╔══

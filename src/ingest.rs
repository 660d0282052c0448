//! Ingestion facade.
//!
//! Turning documents into entries is the job of an [`Extractor`]; this
//! module only aggregates what extractors produce, enriches it from an
//! optional external profile, and hands the result to staging or straight
//! to the merger.

use std::fs;
use std::path::{Path, PathBuf};
use std::sync::Arc;

use serde::{Deserialize, Serialize};
use tracing::{info, warn};

use crate::bundle::{ContentBundle, SourceInfo};
use crate::entry::Entry;
use crate::error::{DossierResult, ExtractionFailure};
use crate::merge::MergeSummary;
use crate::staging::{StageId, StagingStore};

/// Produces a bundle from one source document.
pub trait Extractor: Send + Sync {
    /// Extracts `path`.
    ///
    /// # Errors
    ///
    /// Returns an [`ExtractionFailure`] naming the document if it cannot be
    /// read or parsed.
    fn extract(&self, path: &Path) -> Result<ContentBundle, ExtractionFailure>;
}

/// Fields taken from an external profile page.
#[derive(Debug, Clone, Default, PartialEq, Eq, Serialize, Deserialize)]
pub struct ExternalProfile {
    /// One-line role description.
    #[serde(default)]
    pub headline: Option<String>,
    /// Free-text biography.
    #[serde(default)]
    pub about: Option<String>,
}

/// Fetches an external profile.
pub trait ProfileFetcher: Send + Sync {
    /// Fetches the profile at `url`.
    ///
    /// # Errors
    ///
    /// Returns an [`ExtractionFailure`] naming the URL on any failure.
    fn fetch(&self, url: &str) -> Result<ExternalProfile, ExtractionFailure>;
}

/// Reads a [`ContentBundle`] serialized as JSON.
#[derive(Debug, Clone, Copy, Default)]
pub struct JsonBundleExtractor;

impl Extractor for JsonBundleExtractor {
    fn extract(&self, path: &Path) -> Result<ContentBundle, ExtractionFailure> {
        let name = path.display().to_string();
        let raw = fs::read_to_string(path).map_err(|e| ExtractionFailure::new(&name, e.to_string()))?;
        serde_json::from_str(&raw).map_err(|e| ExtractionFailure::new(name, e.to_string()))
    }
}

/// Where an ingested bundle goes.
#[derive(Debug, Clone, Copy, Default, PartialEq, Eq, Serialize, Deserialize)]
#[serde(rename_all = "snake_case")]
pub enum IngestMode {
    /// Propose for review.
    #[default]
    Staged,
    /// Merge immediately, skipping review.
    Direct,
}

/// One ingestion call.
#[derive(Debug, Clone, Default)]
pub struct IngestRequest {
    /// Documents to extract, in order.
    pub files: Vec<PathBuf>,
    /// External profile page to enrich the bundle from.
    pub profile_url: Option<String>,
    /// Display name for the profile.
    pub name_hint: Option<String>,
    /// Stage for review or merge directly.
    pub mode: IngestMode,
}

/// Result of an ingestion.
///
/// Exactly one of `stage_id` and `merge_summary` is set, matching the
/// request mode.
#[derive(Debug, Clone, PartialEq, Serialize)]
pub struct IngestOutcome {
    /// Set in staged mode.
    #[serde(skip_serializing_if = "Option::is_none")]
    pub stage_id: Option<StageId>,
    /// Set in direct mode.
    #[serde(skip_serializing_if = "Option::is_none")]
    pub merge_summary: Option<MergeSummary>,
    /// Entries in the aggregated bundle.
    pub entries: usize,
    /// Sources that could not be extracted or fetched.
    pub warnings: Vec<ExtractionFailure>,
}

/// Runs extraction over a batch of files and routes the result.
pub struct Ingestor {
    staging: Arc<StagingStore>,
    extractor: Arc<dyn Extractor>,
    fetcher: Option<Arc<dyn ProfileFetcher>>,
}

impl Ingestor {
    /// Creates an ingestor without a profile fetcher.
    #[must_use]
    pub fn new(staging: Arc<StagingStore>, extractor: Arc<dyn Extractor>) -> Self {
        Self {
            staging,
            extractor,
            fetcher: None,
        }
    }

    /// Enables external profile enrichment.
    #[must_use]
    pub fn with_profile_fetcher(mut self, fetcher: Arc<dyn ProfileFetcher>) -> Self {
        self.fetcher = Some(fetcher);
        self
    }

    /// Extracts every file, enriches from the profile URL and stages or
    /// merges the aggregate.
    ///
    /// A file that fails to extract is reported as a warning and the rest
    /// of the batch continues. Without a fetcher a profile URL is recorded
    /// in the source info only.
    ///
    /// # Errors
    ///
    /// Returns a storage error if staging the bundle fails.
    pub fn ingest(&self, request: IngestRequest) -> DossierResult<IngestOutcome> {
        let mut bundle = ContentBundle::new();
        let mut warnings = Vec::new();

        for path in &request.files {
            match self.extractor.extract(path) {
                Ok(extracted) => bundle.absorb(extracted),
                Err(failure) => {
                    warn!(source = %failure.source_name, reason = %failure.reason, "extraction failed");
                    warnings.push(failure);
                }
            }
        }

        if let (Some(url), Some(fetcher)) = (request.profile_url.as_deref(), self.fetcher.as_ref()) {
            match fetcher.fetch(url) {
                Ok(profile) => enrich(&mut bundle, profile),
                Err(failure) => {
                    warn!(source = %failure.source_name, reason = %failure.reason, "profile fetch failed");
                    warnings.push(failure);
                }
            }
        }

        let entries = bundle.entry_count();
        let source_info = SourceInfo {
            files: request.files.iter().map(|p| p.display().to_string()).collect(),
            profile_url: request.profile_url,
            name_hint: request.name_hint,
        };

        let outcome = match request.mode {
            IngestMode::Staged => IngestOutcome {
                stage_id: Some(self.staging.propose(bundle, source_info)?),
                merge_summary: None,
                entries,
                warnings,
            },
            IngestMode::Direct => IngestOutcome {
                stage_id: None,
                merge_summary: Some(
                    self.staging
                        .merger()
                        .merge(&bundle, source_info.name_hint.as_deref()),
                ),
                entries,
                warnings,
            },
        };

        info!(
            files = request.files.len(),
            entries,
            warnings = outcome.warnings.len(),
            mode = ?request.mode,
            "ingestion finished"
        );
        Ok(outcome)
    }
}

// `about` fills a missing summary; `headline` stands in for experience
// only when none was extracted.
fn enrich(bundle: &mut ContentBundle, profile: ExternalProfile) {
    let non_blank = |s: Option<String>| s.filter(|v| !v.trim().is_empty());

    if bundle.summary().is_none() {
        if let Some(about) = non_blank(profile.about) {
            bundle.summary = Some(about);
        }
    }
    if bundle.experience.is_empty() {
        if let Some(headline) = non_blank(profile.headline) {
            bundle.experience.push(Entry::new().with("title", headline));
        }
    }
}

#[cfg(test)]
mod tests {
    use super::*;

    #[test]
    fn test_enrich_fills_only_gaps() {
        let mut bundle = ContentBundle {
            summary: Some("Own summary".to_string()),
            ..ContentBundle::default()
        };
        enrich(
            &mut bundle,
            ExternalProfile {
                headline: Some("Staff Engineer".to_string()),
                about: Some("Profile about text".to_string()),
            },
        );
        assert_eq!(bundle.summary(), Some("Own summary"));
        assert_eq!(bundle.experience, vec![Entry::new().with("title", "Staff Engineer")]);
    }

    #[test]
    fn test_enrich_keeps_extracted_experience() {
        let mut bundle = ContentBundle {
            experience: vec![Entry::new().with("title", "Engineer")],
            ..ContentBundle::default()
        };
        enrich(
            &mut bundle,
            ExternalProfile {
                headline: Some("Staff Engineer".to_string()),
                about: None,
            },
        );
        assert_eq!(bundle.experience.len(), 1);
        assert_eq!(bundle.experience[0].text("title"), Some("Engineer"));
        assert!(bundle.summary().is_none());
    }

    #[test]
    fn test_json_extractor_reports_path() {
        let dir = tempfile::tempdir().unwrap();
        let path = dir.path().join("broken.json");
        fs::write(&path, "{ nope").unwrap();
        let failure = JsonBundleExtractor.extract(&path).unwrap_err();
        assert!(failure.source_name.ends_with("broken.json"));
    }
}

╚══

*INSTRUCTIONS TO FOLLOW:* Reproduce the whole listing without changing anything.

*OUTPUT OF THE TASK:*
filename src/ingest.rs
repository 660d0282052c0448
//! Ingestion facade.
//!
//! Turning documents into entries is the job of an [`Extractor`]; this
//! module only aggregates what extractors produce, enriches it from an
//! optional external profile, and hands the result to staging or straight
//! to the merger.

use std::fs;
use std::path::{Path, PathBuf};
use std::sync::Arc;

use serde::{Deserialize, Serialize};
use tracing::{info, warn};

use crate::bundle::{ContentBundle, SourceInfo};
use crate::entry::Entry;
use crate::error::{DossierResult, ExtractionFailure};
use crate::merge::MergeSummary;
use crate::staging::{StageId, StagingStore};

/// Produces a bundle from one source document.
pub trait Extractor: Send + Sync {
    /// Extracts `path`.
    ///
    /// # Errors
    ///
    /// Returns an [`ExtractionFailure`] naming the document if it cannot be
    /// read or parsed.
    fn extract(&self, path: &Path) -> Result<ContentBundle, ExtractionFailure>;
}

/// Fields taken from an external profile page.
#[derive(Debug, Clone, Default, PartialEq, Eq, Serialize, Deserialize)]
pub struct ExternalProfile {
    /// One-line role description.
    #[serde(default)]
    pub headline: Option<String>,
    /// Free-text biography.
    #[serde(default)]
    pub about: Option<String>,
}

/// Fetches an external profile.
pub trait ProfileFetcher: Send + Sync {
    /// Fetches the profile at `url`.
    ///
    /// # Errors
    ///
    /// Returns an [`ExtractionFailure`] naming the URL on any failure.
    fn fetch(&self, url: &str) -> Result<ExternalProfile, ExtractionFailure>;
}

/// Reads a [`ContentBundle`] serialized as JSON.
#[derive(Debug, Clone, Copy, Default)]
pub struct JsonBundleExtractor;

impl Extractor for JsonBundleExtractor {
    fn extract(&self, path: &Path) -> Result<ContentBundle, ExtractionFailure> {
        let name = path.display().to_string();
        let raw = fs::read_to_string(path).map_err(|e| ExtractionFailure::new(&name, e.to_string()))?;
        serde_json::from_str(&raw).map_err(|e| ExtractionFailure::new(name, e.to_string()))
    }
}

/// Where an ingested bundle goes.
#[derive(Debug, Clone, Copy, Default, PartialEq, Eq, Serialize, Deserialize)]
#[serde(rename_all = "snake_case")]
pub enum IngestMode {
    /// Propose for review.
    #[default]
    Staged,
    /// Merge immediately, skipping review.
    Direct,
}

/// One ingestion call.
#[derive(Debug, Clone, Default)]
pub struct IngestRequest {
    /// Documents to extract, in order.
    pub files: Vec<PathBuf>,
    /// External profile page to enrich the bundle from.
    pub profile_url: Option<String>,
    /// Display name for the profile.
    pub name_hint: Option<String>,
    /// Stage for review or merge directly.
    pub mode: IngestMode,
}

/// Result of an ingestion.
///
/// Exactly one of `stage_id` and `merge_summary` is set, matching the
/// request mode.
#[derive(Debug, Clone, PartialEq, Serialize)]
pub struct IngestOutcome {
    /// Set in staged mode.
    #[serde(skip_serializing_if = "Option::is_none")]
    pub stage_id: Option<StageId>,
    /// Set in direct mode.
    #[serde(skip_serializing_if = "Option::is_none")]
    pub merge_summary: Option<MergeSummary>,
    /// Entries in the aggregated bundle.
    pub entries: usize,
    /// Sources that could not be extracted or fetched.
    pub warnings: Vec<ExtractionFailure>,
}

/// Runs extraction over a batch of files and routes the result.
pub struct Ingestor {
    staging: Arc<StagingStore>,
    extractor: Arc<dyn Extractor>,
    fetcher: Option<Arc<dyn ProfileFetcher>>,
}

impl Ingestor {
    /// Creates an ingestor without a profile fetcher.
    #[must_use]
    pub fn new(staging: Arc<StagingStore>, extractor: Arc<dyn Extractor>) -> Self {
        Self {
            staging,
            extractor,
            fetcher: None,
        }
    }

    /// Enables external profile enrichment.
    #[must_use]
    pub fn with_profile_fetcher(mut self, fetcher: Arc<dyn ProfileFetcher>) -> Self {
        self.fetcher = Some(fetcher);
        self
    }

    /// Extracts every file, enriches from the profile URL and stages or
    /// merges the aggregate.
    ///
    /// A file that fails to extract is reported as a warning and the rest
    /// of the batch continues. Without a fetcher a profile URL is recorded
    /// in the source info only.
    ///
    /// # Errors
    ///
    /// Returns a storage error if staging the bundle fails.
    pub fn ingest(&self, request: IngestRequest) -> DossierResult<IngestOutcome> {
        let mut bundle = ContentBundle::new();
        let mut warnings = Vec::new();

        for path in &request.files {
            match self.extractor.extract(path) {
                Ok(extracted) => bundle.absorb(extracted),
                Err(failure) => {
                    warn!(source = %failure.source_name, reason = %failure.reason, "extraction failed");
                    warnings.push(failure);
                }
            }
        }

        if let (Some(url), Some(fetcher)) = (request.profile_url.as_deref(), self.fetcher.as_ref()) {
            match fetcher.fetch(url) {
                Ok(profile) => enrich(&mut bundle, profile),
                Err(failure) => {
                    warn!(source = %failure.source_name, reason = %failure.reason, "profile fetch failed");
                    warnings.push(failure);
                }
            }
        }

        let entries = bundle.entry_count();
        let source_info = SourceInfo {
            files: request.files.iter().map(|p| p.display().to_string()).collect(),
            profile_url: request.profile_url,
            name_hint: request.name_hint,
        };

        let outcome = match request.mode {
            IngestMode::Staged => IngestOutcome {
                stage_id: Some(self.staging.propose(bundle, source_info)?),
                merge_summary: None,
                entries,
                warnings,
            },
            IngestMode::Direct => IngestOutcome {
                stage_id: None,
                merge_summary: Some(
                    self.staging
                        .merger()
                        .merge(&bundle, source_info.name_hint.as_deref()),
                ),
                entries,
                warnings,
            },
        };

        info!(
            files = request.files.len(),
            entries,
            warnings = outcome.warnings.len(),
            mode = ?request.mode,
            "ingestion finished"
        );
        Ok(outcome)
    }
}

// `about` fills a missing summary; `headline` stands in for experience
// only when none was extracted.
fn enrich(bundle: &mut ContentBundle, profile: ExternalProfile) {
    let non_blank = |s: Option<String>| s.filter(|v| !v.trim().is_empty());

    if bundle.summary().is_none() {
        if let Some(about) = non_blank(profile.about) {
            bundle.summary = Some(about);
        }
    }
    if bundle.experience.is_empty() {
        if let Some(headline) = non_blank(profile.headline) {
            bundle.experience.push(Entry::new().with("title", headline));
        }
    }
}

#[cfg(test)]
mod tests {
    use super::*;

    #[test]
    fn test_enrich_fills_only_gaps() {
        let mut bundle = ContentBundle {
            summary: Some("Own summary".to_string()),
            ..ContentBundle::default()
        };
        enrich(
            &mut bundle,
            ExternalProfile {
                headline: Some("Staff Engineer".to_string()),
                about: Some("Profile about text".to_string()),
            },
        );
        assert_eq!(bundle.summary(), Some("Own summary"));
        assert_eq!(bundle.experience, vec![Entry::new().with("title", "Staff Engineer")]);
    }

    #[test]
    fn test_enrich_keeps_extracted_experience() {
        let mut bundle = ContentBundle {
            experience: vec![Entry::new().with("title", "Engineer")],
            ..ContentBundle::default()
        };
        enrich(
            &mut bundle,
            ExternalProfile {
                headline: Some("Staff Engineer".to_string()),
                about: None,
            },
        );
        assert_eq!(bundle.experience.len(), 1);
        assert_eq!(bundle.experience[0].text("title"), Some("Engineer"));
        assert!(bundle.summary().is_none());
    }

    #[test]
    fn test_json_extractor_reports_path() {
        let dir = tempfile::tempdir().unwrap();
        let path = dir.path().join("broken.json");
        fs::write(&path, "{ nope").unwrap();
        let failure = JsonBundleExtractor.extract(&path).unwrap_err();
        assert!(failure.source_name.ends_with("broken.json"));
    }
}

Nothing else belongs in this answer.